**WHAT THE TASK ASKS**
In the entries below, find the line containing "pub const WITHDRAWAL_TEMPLATE_TYPE: &str", then copy it and every later line exactly, ending with the last line.

**SOURCE MATERIAL**
__________________________________________________

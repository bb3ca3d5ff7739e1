//! Constants used throughout the consent core crate.
//!
//! This module collects the registry extension URLs, property keys and defaults so the
//! extraction rules and the live client agree on them.

use std::time::Duration;

/// Extension carrying the person identifier system of a domain.
pub const CONTEXT_IDENTIFIER_EXTENSION_URL: &str =
    "http://fhir.de/ConsentManagement/StructureDefinition/ContextIdentifier";

/// Nested key inside [`CONTEXT_IDENTIFIER_EXTENSION_URL`] holding the system URI.
pub const CONTEXT_IDENTIFIER_SYSTEM_KEY: &str = "system";

/// gICS key/value extension used for free-form domain properties.
pub const EXTERNAL_PROPERTY_EXTENSION_URL: &str =
    "https://ths-greifswald.de/fhir/StructureDefinition/gics/ExternalPropertyElement";

pub const EXTERNAL_PROPERTY_KEY: &str = "key";
pub const EXTERNAL_PROPERTY_VALUE: &str = "value";

/// Property listing the departments a domain is restricted to (comma separated).
pub const DEPARTMENTS_PROPERTY: &str = "departments";

/// Property naming the policy code that decides a domain's consent status.
pub const CHECK_POLICY_PROPERTY: &str = "checkPolicy";

/// Code system of consent template types.
pub const TEMPLATE_TYPE_SYSTEM: &str = "http://fhir.de/ConsentManagement/CodeSystem/TemplateType";

/// Template type of withdrawal documents.
pub const WITHDRAWAL_TEMPLATE_TYPE: &str = "WITHDRAWAL";

/// Unix timestamp of 3000-01-01T00:00:00Z, the registry's "never expires" date.
pub const NO_EXPIRY_TIMESTAMP: i64 = 32_503_680_000;

/// Refresh interval used when none is configured.
pub const DEFAULT_UPDATE_INTERVAL: Duration = Duration::from_secs(60 * 60);

/// Configuration file read from the working directory when present.
pub const DEFAULT_CONFIG_FILE: &str = "app.yml";

/// Environment variable overriding the configuration file location.
pub const CONFIG_FILE_ENV: &str = "CONSENTED_CONFIG";

pub const DEFAULT_HTTP_PORT: u16 = 8080;

pub const DEFAULT_LOG_LEVEL: &str = "info";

__________________________________________________

**ANSWER TO THE EXERCISE**
pub const WITHDRAWAL_TEMPLATE_TYPE: &str = "WITHDRAWAL";

/// Unix timestamp of 3000-01-01T00:00:00Z, the registry's "never expires" date.
pub const NO_EXPIRY_TIMESTAMP: i64 = 32_503_680_000;

/// Refresh interval used when none is configured.
pub const DEFAULT_UPDATE_INTERVAL: Duration = Duration::from_secs(60 * 60);

/// Configuration file read from the working directory when present.
pub const DEFAULT_CONFIG_FILE: &str = "app.yml";

/// Environment variable overriding the configuration file location.
pub const CONFIG_FILE_ENV: &str = "CONSENTED_CONFIG";

pub const DEFAULT_HTTP_PORT: u16 = 8080;

pub const DEFAULT_LOG_LEVEL: &str = "info";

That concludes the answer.